In the end, as the rabbi nears death and a harsh winter threatens the pastor’s wobbly church, Albom sadly fulfills the rabbi’s last request and writes the eulogy. And he finally understands what both men had been teaching all along: the profound comfort of believing in something bigger than yourself.
Have a Little Faith is a book about a life’s purpose; about losing belief and finding it again; about the divine spark inside us all. It is one man’s journey, but it is everyone’s story.
Ten percent of the profits from this book will go to charity, including The Hole In The Roof Foundation, which helps refurbish places of worship that aid the homeless.

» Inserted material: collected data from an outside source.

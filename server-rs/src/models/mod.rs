pub mod plan;
pub mod subscription;
pub mod usage;
pub mod wallet;
pub mod webhook;

pub use plan::*;
pub use subscription::*;
pub use usage::*;
pub use wallet::*;
pub use webhook::*;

This is a book we need right now. I originally picked the book up as I had hoped to increase my faith. Personally, I have questioned my faith since I lost my mum last year. I want to have a faith so strong that I do not question it. I want a faith that is unwavering. Do I have it after reading this book? No. Did I gain a lot from Mitch Albom’s book? Yes.
Mitch was asked to write the eulogy of his rabbi. His rabbi requests this. This is a story of a man who finds himself, learns about life and what is most important. He discovers the power of faith. Mitch and his rabbi get to know oneanother. Mitch takes time to truly understand who Albert Lewis ‘Reb’ is, as a person, a father and a man of faith. He also meets Henry Covington, a man of faith who has in the past conquered his demons and lives his life to help others.
Mitch Albom is an author who I have loved for so long, especially his book Tuesdays with Morrie. His writing is beautiful, honest and inspirational. To read Henry and Albert’s story and learn about them is inspiring. I cried as I read this book. It spoke to me at the time. I sat with tears in my eyes in a coffee shop as I read this book I had just purchased. It was a lovely, which I took to myself and read whilst drinking some tea. There are many quotes I particularly loved. One beautiful quote about love relates to true love ‘That kind of love – the kind you realise you already have by the life you’ve created together – that’s the kind that lasts.’
Mitch Albom comments on his discoveries and states he is ‘in love with hope’. We need this now. In the world we live in, hope is what we need right now. By reading this novel my faith increased and so did my hope. My hope that there is a heaven, my hope that my mum is with me always and my hope that our people will be ok. The world is suffering. This is a book I highly recommend. I hope it provides comfort as it did for me.